His role model is his mother who he was not speaking to all that often. He has friends but is known to be difficult and is disliked often and has been fired from jobs. I appreciate the support, I need to get strong again. I talked to a divorce lawyer last year and they didn't make me feel great. I was told our house would be sold he would get the kids half time (although I agree he would have trouble making that work but he is stubborn enough to do it to spite me) and I would have to go to work full time. Maybe I need to think it all through but I sometimes feel like buffer for the kids. I can get him to see reason at times, but it is so tiring. We have been together 20 years. Tbh, if I really think about it, it went downhill after our second child then the last 10 years have grown progressively worse. He threatened to leave me last year and I said fine, go for it. AFter one day he asked me to take him back and I did but I remember, being afraid that day but strangely, relieved. Thanks, this holiday with all our time together has made me think about my future, and the kids. Things have to change.

CogitOCrapNotMoreSprouts Sat 29-Dec-12 18:04:02

Look into it more deeply, maybe a different lawyer & have a look at things like the www.turn2us.org.uk Benefit Checker and the CSA maintenance calculator to see what kind of income you'd have ... I don't think you'd have to work full-time in order to generate a reasonable income. And would selling the house be the end of the world if it meant you could live in peace rather than with Baron Von Trapp?

christie2 Sat 29-Dec-12 18:04:58

Omg I just read your post again pod3030. He keeps telling me I need counselling. I said once, what if they say I am not the problem. He assured me I was due to my upbrining ( my Dad was an alcoholic) and my history ( I was beaten, raped and almost murdered when I was 17). I think I will go for counselling, if he is right, then I will get the help I need but if I am not the problem, then I can see what I have to do much clearer.

MooncupsAndSaucers Sat 29-Dec-12 18:17:25

Message deleted by Mumsnet for breaking our Talk Guidelines. Replies may also be deleted.

TapirAroundTheChristmasTree Sat 29-Dec-12 18:23:30

Mooncups Grow up and get a grip.

The OP is posting about the type of person who would INVENT a reason to have a go; she could work her fingers to the bone 24hrs a day and he would still be unhappy.

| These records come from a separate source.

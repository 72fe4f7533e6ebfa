//! Object Read Path
//!
//! [`ObjectReader`] opens the placement group of a finalized object, loads
//! every endpoint's central directory (from the archive's own trailing
//! directory, falling back to the replicated metadata archive) and serves
//! whole-object or ranged reads. Stripe payloads are checksum-verified on
//! every read; when at most `parity_chunks()` stripes of a block are
//! unreadable the block is transparently reconstructed from the survivors.

use std::collections::HashMap;
use std::sync::Arc;

use tracing::{debug, instrument, warn};

use crate::archive::{parse_directory, DirectoryEntry, EndOfCentralDirectory};
use crate::config::{ObjectConfig, StripeName};
use crate::encode::BlockCodec;
use crate::endpoint::{
    with_timeout, Endpoint, EndpointFile, EndpointProvider, OpenMode, ATTR_OBJECT_SIZE,
};
use crate::error::{Error, Result};
use crate::parallel::run_all;

// =============================================================================
// Object Reader
// =============================================================================

/// Read-side view of one finalized object.
pub struct ObjectReader {
    cfg: Arc<ObjectConfig>,
    codec: BlockCodec,
    object_size: u64,
    /// Open data archive per stripe index; `None` for unreachable endpoints
    archives: Vec<Option<Arc<dyn EndpointFile>>>,
    /// (block, stripe) -> directory entry
    entries: HashMap<(u64, u16), DirectoryEntry>,
}

impl ObjectReader {
    /// Open the placement group and load the stripe directory.
    ///
    /// Endpoints that fail to open or whose trailing directory does not
    /// parse are skipped; their stripes are reconstructed on demand as long
    /// as enough survivors remain.
    #[instrument(skip(cfg, provider), fields(object = %cfg.object_name))]
    pub async fn open(cfg: Arc<ObjectConfig>, provider: &dyn EndpointProvider) -> Result<Self> {
        cfg.validate()?;
        let codec = BlockCodec::new(&cfg)?;
        let endpoints: Vec<Arc<dyn Endpoint>> =
            cfg.placement.iter().map(|url| provider.resolve(url)).collect();
        let timeout = cfg.op_timeout();
        let archive_name = cfg.data_archive_name();

        let opens = endpoints
            .iter()
            .map(|ep| {
                let name = archive_name.clone();
                async move { with_timeout(ep.url(), timeout, ep.open(&name, OpenMode::Read)).await }
            })
            .collect();
        let opened = run_all(opens).await;

        let mut archives: Vec<Option<Arc<dyn EndpointFile>>> = Vec::with_capacity(opened.len());
        for (stripe, result) in opened.into_iter().enumerate() {
            match result {
                Ok(file) => archives.push(Some(file)),
                Err(err) => {
                    warn!(stripe, %err, "data archive unreachable");
                    archives.push(None);
                }
            }
        }

        let mut entries = HashMap::new();
        let mut object_size = None;
        let mut any_directory = false;
        let mut missing_directory = archives.iter().any(Option::is_none);
        for (stripe, archive) in archives.iter().enumerate() {
            let Some(file) = archive else { continue };
            if object_size.is_none() {
                if let Ok(Some(raw)) = file.get_attr(ATTR_OBJECT_SIZE).await {
                    object_size = raw.parse::<u64>().ok();
                }
            }
            match load_trailing_directory(file.as_ref()).await {
                Ok((dir, _eocd)) => {
                    any_directory = true;
                    collect_entries(&cfg, stripe as u16, dir, &mut entries);
                }
                Err(err) => {
                    missing_directory = true;
                    warn!(stripe, %err, "trailing directory unreadable");
                }
            }
        }

        // fall back to the replicated metadata archive for endpoints whose
        // own directory is gone
        if !any_directory || missing_directory {
            if let Some(dir) = load_metadata_directory(&cfg, &endpoints).await {
                any_directory = true;
                for entry in dir {
                    if let Ok(name) = StripeName::parse(&entry.name) {
                        entries
                            .entry((name.block_id, name.stripe_id))
                            .or_insert(entry);
                    }
                }
            }
        }
        if !any_directory {
            return Err(Error::endpoint(
                cfg.placement.join(","),
                "no endpoint yielded a readable central directory",
            ));
        }

        let object_size = match object_size {
            Some(size) => size,
            None => {
                return Err(Error::endpoint(
                    cfg.placement.join(","),
                    "object size attribute unavailable",
                ))
            }
        };

        debug!(object_size, entries = entries.len(), "object opened for reading");
        Ok(Self {
            cfg,
            codec,
            object_size,
            archives,
            entries,
        })
    }

    /// True object size in bytes.
    pub fn object_size(&self) -> u64 {
        self.object_size
    }

    /// Read the whole object back.
    pub async fn read_all(&self) -> Result<Vec<u8>> {
        self.read(0, self.object_size as usize).await
    }

    /// Read `len` bytes at `offset`, clamped to the object size.
    pub async fn read(&self, offset: u64, len: usize) -> Result<Vec<u8>> {
        let end = (offset + len as u64).min(self.object_size);
        if offset >= end {
            return Ok(Vec::new());
        }
        let block_size = self.cfg.block_size() as u64;
        let first = offset / block_size;
        let last = (end - 1) / block_size;

        let mut out = Vec::with_capacity((end - offset) as usize);
        for block_id in first..=last {
            let block = self.read_block(block_id).await?;
            let block_start = block_id * block_size;
            let from = offset.saturating_sub(block_start) as usize;
            let to = ((end - block_start) as usize).min(block.len());
            out.extend_from_slice(&block[from..to]);
        }
        Ok(out)
    }

    /// Application bytes carried by one block (the final block may be
    /// short).
    fn block_user_bytes(&self, block_id: u64) -> usize {
        let block_size = self.cfg.block_size() as u64;
        let start = block_id * block_size;
        (self.object_size - start).min(block_size) as usize
    }

    /// Read one block, reconstructing it if stripes are unreadable.
    pub async fn read_block(&self, block_id: u64) -> Result<Vec<u8>> {
        let total = self.cfg.total_chunks as usize;
        let data = self.cfg.data_chunks as usize;
        let mut shards: Vec<Option<Vec<u8>>> = vec![None; total];

        // data stripes first; parity only when something is unreadable
        let data_reads = (0..data as u16).map(|s| self.read_stripe(block_id, s)).collect();
        for (stripe, result) in run_all(data_reads).await.into_iter().enumerate() {
            match result {
                Ok(payload) => shards[stripe] = Some(payload),
                Err(err) => debug!(block_id, stripe, %err, "data stripe unreadable"),
            }
        }

        if shards.iter().take(data).all(Option::is_some) {
            let mut out = Vec::with_capacity(self.cfg.block_size());
            for shard in shards.into_iter().take(data).flatten() {
                out.extend_from_slice(&shard);
            }
            out.truncate(self.block_user_bytes(block_id));
            return Ok(out);
        }

        let parity_reads = (data as u16..total as u16)
            .map(|s| self.read_stripe(block_id, s))
            .collect();
        for (i, result) in run_all(parity_reads).await.into_iter().enumerate() {
            match result {
                Ok(payload) => shards[data + i] = Some(payload),
                Err(err) => debug!(block_id, stripe = data + i, %err, "parity stripe unreadable"),
            }
        }

        let healthy = shards.iter().filter(|s| s.is_some()).count();
        if healthy < data {
            return Err(Error::UnrecoverableBlock {
                block: block_id,
                healthy,
                required: data,
            });
        }
        self.codec
            .decode_block(&mut shards, self.block_user_bytes(block_id))
    }

    /// Read and checksum-verify one stripe payload.
    async fn read_stripe(&self, block_id: u64, stripe_id: u16) -> Result<Vec<u8>> {
        let name = self.cfg.stripe_name(block_id, stripe_id);
        let entry = self
            .entries
            .get(&(block_id, stripe_id))
            .ok_or_else(|| Error::StripeNotFound { name: name.clone() })?;
        let file = self.archives[stripe_id as usize]
            .as_ref()
            .ok_or_else(|| Error::endpoint(self.cfg.endpoint_for(stripe_id), "archive unreachable"))?;

        let payload = with_timeout(
            self.cfg.endpoint_for(stripe_id),
            self.cfg.op_timeout(),
            file.read(entry.payload_offset(), entry.cdh.size as usize),
        )
        .await?;

        let actual = crc32c::crc32c(&payload);
        if actual != entry.cdh.crc32c {
            return Err(Error::ChecksumMismatch {
                name,
                expected: entry.cdh.crc32c,
                actual,
            });
        }
        Ok(payload.to_vec())
    }
}

// =============================================================================
// Directory Loading
// =============================================================================

/// Load an archive's own trailing central directory via its EOCD record.
///
/// Returns the parsed entries together with the EOCD, whose `cd_offset` is
/// the archive's append cursor.
pub(crate) async fn load_trailing_directory(
    file: &dyn EndpointFile,
) -> Result<(Vec<DirectoryEntry>, EndOfCentralDirectory)> {
    let size = file.size().await?;
    if size < EndOfCentralDirectory::SIZE as u64 {
        return Err(Error::format(
            "end of central directory",
            format!("archive too small: {size} bytes"),
        ));
    }
    let eocd_buf = file
        .read(size - EndOfCentralDirectory::SIZE as u64, EndOfCentralDirectory::SIZE)
        .await?;
    let eocd = EndOfCentralDirectory::decode(&eocd_buf)?;
    let cd_end = eocd.cd_offset as u64 + eocd.cd_size as u64;
    if cd_end + EndOfCentralDirectory::SIZE as u64 != size {
        return Err(Error::format(
            "end of central directory",
            format!("directory bounds {cd_end} inconsistent with archive size {size}"),
        ));
    }
    let cd_buf = file.read(eocd.cd_offset as u64, eocd.cd_size as usize).await?;
    let entries = parse_directory(&cd_buf)?;
    if entries.len() != eocd.entries as usize {
        return Err(Error::format(
            "end of central directory",
            format!("{} entries parsed, {} recorded", entries.len(), eocd.entries),
        ));
    }
    Ok((entries, eocd))
}

/// Load the aggregate directory from the first endpoint with a readable
/// metadata archive, trying the placement group in order.
pub(crate) async fn load_metadata_directory(
    cfg: &ObjectConfig,
    endpoints: &[Arc<dyn Endpoint>],
) -> Option<Vec<DirectoryEntry>> {
    let name = cfg.metadata_archive_name();
    for ep in endpoints {
        let Ok(file) = ep.open(&name, OpenMode::Read).await else {
            continue;
        };
        match load_trailing_directory(file.as_ref()).await {
            Ok((entries, _eocd)) => return Some(entries),
            Err(err) => {
                warn!(url = ep.url(), %err, "metadata archive unreadable");
            }
        }
    }
    None
}

/// Keep the entries of one endpoint's directory that actually belong to the
/// expected stripe index, keyed for lookup.
pub(crate) fn collect_entries(
    cfg: &ObjectConfig,
    stripe: u16,
    dir: Vec<DirectoryEntry>,
    entries: &mut HashMap<(u64, u16), DirectoryEntry>,
) {
    for entry in dir {
        match StripeName::parse(&entry.name) {
            Ok(name) if name.object == cfg.object_name && name.stripe_id == stripe => {
                entries.insert((name.block_id, name.stripe_id), entry);
            }
            _ => warn!(name = %entry.name, stripe, "foreign entry in directory"),
        }
    }
}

Could you be any more unhelpful?

emess Sat 29-Dec-12 18:23:39

Mooncup - you are surely not serious????

I think counselling, for you, sounds like a very good idea. That will help to undo the mess he is trying to make of you, and help motivate you to get away from him.

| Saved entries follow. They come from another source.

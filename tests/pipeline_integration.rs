//! Write Pipeline Integration Tests
//!
//! End-to-end coverage of the streaming write path over file-backed
//! endpoints: layout consistency after close, read-back idempotence and
//! the first-failure-wins terminal status.

mod common;

use std::sync::Arc;

use assert_matches::assert_matches;

use common::{fill_pattern, small_cfg, write_object, FailingProvider};
use stripestor::archive::{parse_directory, EndOfCentralDirectory, LocalFileHeader};
use stripestor::endpoint::FileEndpointProvider;
use stripestor::{Error, ObjectConfig, ObjectReader, StreamWriter};

// =============================================================================
// Write / Read Idempotence
// =============================================================================

#[tokio::test]
async fn test_multi_block_roundtrip_with_partial_tail() {
    let dir = tempfile::tempdir().unwrap();
    let provider = FileEndpointProvider::new(dir.path());
    let placement = (0..8).map(|i| format!("ep-{i}")).collect();
    let cfg = Arc::new(ObjectConfig::new("big.object", placement, 4096, 6, 8).unwrap());

    let data = fill_pattern(cfg.block_size() * 5 + 777);
    // feed the writer in uneven slices to exercise block assembly
    let mut writer = StreamWriter::open(Arc::clone(&cfg), &provider).await.unwrap();
    for piece in data.chunks(1000) {
        writer.write(piece).unwrap();
    }
    assert_eq!(writer.close().await.unwrap(), data.len() as u64);

    let reader = ObjectReader::open(Arc::clone(&cfg), &provider).await.unwrap();
    assert_eq!(reader.object_size(), data.len() as u64);
    assert_eq!(reader.read_all().await.unwrap(), data);
}

// =============================================================================
// Central Directory Consistency
// =============================================================================

#[tokio::test]
async fn test_central_directory_consistent_after_close() {
    let dir = tempfile::tempdir().unwrap();
    let provider = FileEndpointProvider::new(dir.path());
    let cfg = small_cfg("consistent");
    let blocks = 4u64;
    let data = fill_pattern(cfg.block_size() * blocks as usize);
    write_object(&cfg, &provider, &data).await;

    for url in &cfg.placement {
        let raw = std::fs::read(dir.path().join(url).join(cfg.data_archive_name())).unwrap();
        let eocd =
            EndOfCentralDirectory::decode(&raw[raw.len() - EndOfCentralDirectory::SIZE..]).unwrap();
        let cd = &raw[eocd.cd_offset as usize..(eocd.cd_offset + eocd.cd_size) as usize];
        let entries = parse_directory(cd).unwrap();

        // the EOCD entry count matches the entries actually emitted
        assert_eq!(eocd.entries as u64, blocks);
        assert_eq!(entries.len() as u64, blocks);
        // the directory size matches the emitted CDH+name pairs
        let pair_len: usize = entries
            .iter()
            .map(|e| 46 + e.cdh.name_len as usize)
            .sum();
        assert_eq!(eocd.cd_size as usize, pair_len);
        // the directory offset sits exactly past the last stripe triple
        let triples: u32 = entries
            .iter()
            .map(|e| LocalFileHeader::SIZE as u32 + e.cdh.name_len as u32 + e.cdh.size)
            .sum();
        assert_eq!(eocd.cd_offset, triples);
        // recorded payload sizes add up to the block count
        let payload: u64 = entries.iter().map(|e| e.cdh.size as u64).sum();
        assert_eq!(payload, blocks * cfg.chunk_size as u64);
    }
}

// =============================================================================
// Failure Semantics
// =============================================================================

#[tokio::test]
async fn test_first_failure_wins_in_submission_order() {
    let dir = tempfile::tempdir().unwrap();
    // ep-2 fails from its third stripe write (block 2), ep-4 from its
    // fifth (block 4); the terminal status must carry the earlier one
    let provider = FailingProvider::new(
        dir.path(),
        vec![("ep-2".to_string(), 2), ("ep-4".to_string(), 4)],
    );
    let cfg = small_cfg("failing");

    let mut writer = StreamWriter::open(Arc::clone(&cfg), &provider).await.unwrap();
    writer.write(&fill_pattern(cfg.block_size() * 6)).unwrap();
    let err = writer.close().await.unwrap_err();
    assert_matches!(err, Error::Endpoint { ref url, .. } if url == "ep-2");

    // only the first two blocks were confirmed on every stripe
    assert_eq!(writer.get_size(), cfg.block_size() as u64 * 2);
}

#[tokio::test]
async fn test_failed_write_leaves_object_repairable() {
    let dir = tempfile::tempdir().unwrap();
    let placement = (0..6).map(|i| format!("ep-{i}")).collect();
    let cfg = Arc::new(
        ObjectConfig::new("reconcile", placement, 64, 4, 6)
            .unwrap()
            .with_replacement(vec!["spare-0".to_string()]),
    );
    {
        // ep-2 dies after its first stripe write; its archive never gets a
        // trailing directory
        let provider = FailingProvider::new(dir.path(), vec![("ep-2".to_string(), 1)]);
        let mut writer = StreamWriter::open(Arc::clone(&cfg), &provider).await.unwrap();
        writer.write(&fill_pattern(cfg.block_size() * 3)).unwrap();
        assert!(writer.close().await.is_err());
    }

    // healthy endpoints committed their directories; repair retires the
    // broken endpoint and rebuilds every one of its stripes on the spare
    let provider = FileEndpointProvider::new(dir.path());
    let engine = stripestor::RepairEngine::new(
        Arc::clone(&cfg),
        stripestor::RepairOptions::default(),
    );
    let report = engine.repair_object(&provider).await.unwrap();
    assert!(!report.repair_failed);
    assert_eq!(report.chunks_repaired, 3);
    assert_eq!(report.chunk_repairs_written, 3);
    assert_eq!(report.redirections.len(), 1);
    assert_eq!(report.redirections[0].from, "ep-2");
    assert_eq!(report.redirections[0].to, "spare-0");

    // the object reads back whole even through the original placement
    let reader = ObjectReader::open(Arc::clone(&cfg), &provider).await.unwrap();
    assert_eq!(
        reader.read_all().await.unwrap(),
        fill_pattern(cfg.block_size() * 3)
    );
}

// =============================================================================
// Exclusive Create
// =============================================================================

#[tokio::test]
async fn test_second_open_of_same_object_fails() {
    let dir = tempfile::tempdir().unwrap();
    let provider = FileEndpointProvider::new(dir.path());
    let cfg = small_cfg("exclusive");
    write_object(&cfg, &provider, &fill_pattern(10)).await;

    let err = StreamWriter::open(Arc::clone(&cfg), &provider).await.unwrap_err();
    assert_matches!(err, Error::Endpoint { .. });
}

Allergictoironing Sat 29-Dec-12 18:54:40

His role model is his mother. Hmm, did she have 5 kids and work part time too? I somehow doubt that!

Mooncups I'm going to be very generous and assume you left a wink off your post by mistake.....

CogitOCrapNotMoreSprouts Sat 29-Dec-12 18:57:42

I'm hoping Mooncups is demonstrating how emotional abuse works by posting ironically.... rather than just being an insensitive arsehole. smile Emotional abusers set the scene so that you're always 'trying a bit harder' in an effort to avoid the nit-picking. But, since they have no intention of you ever meeting their impossible standards, your efforts will never be quite good enough. It's a pretty classic bullying/emotionally abusive technique.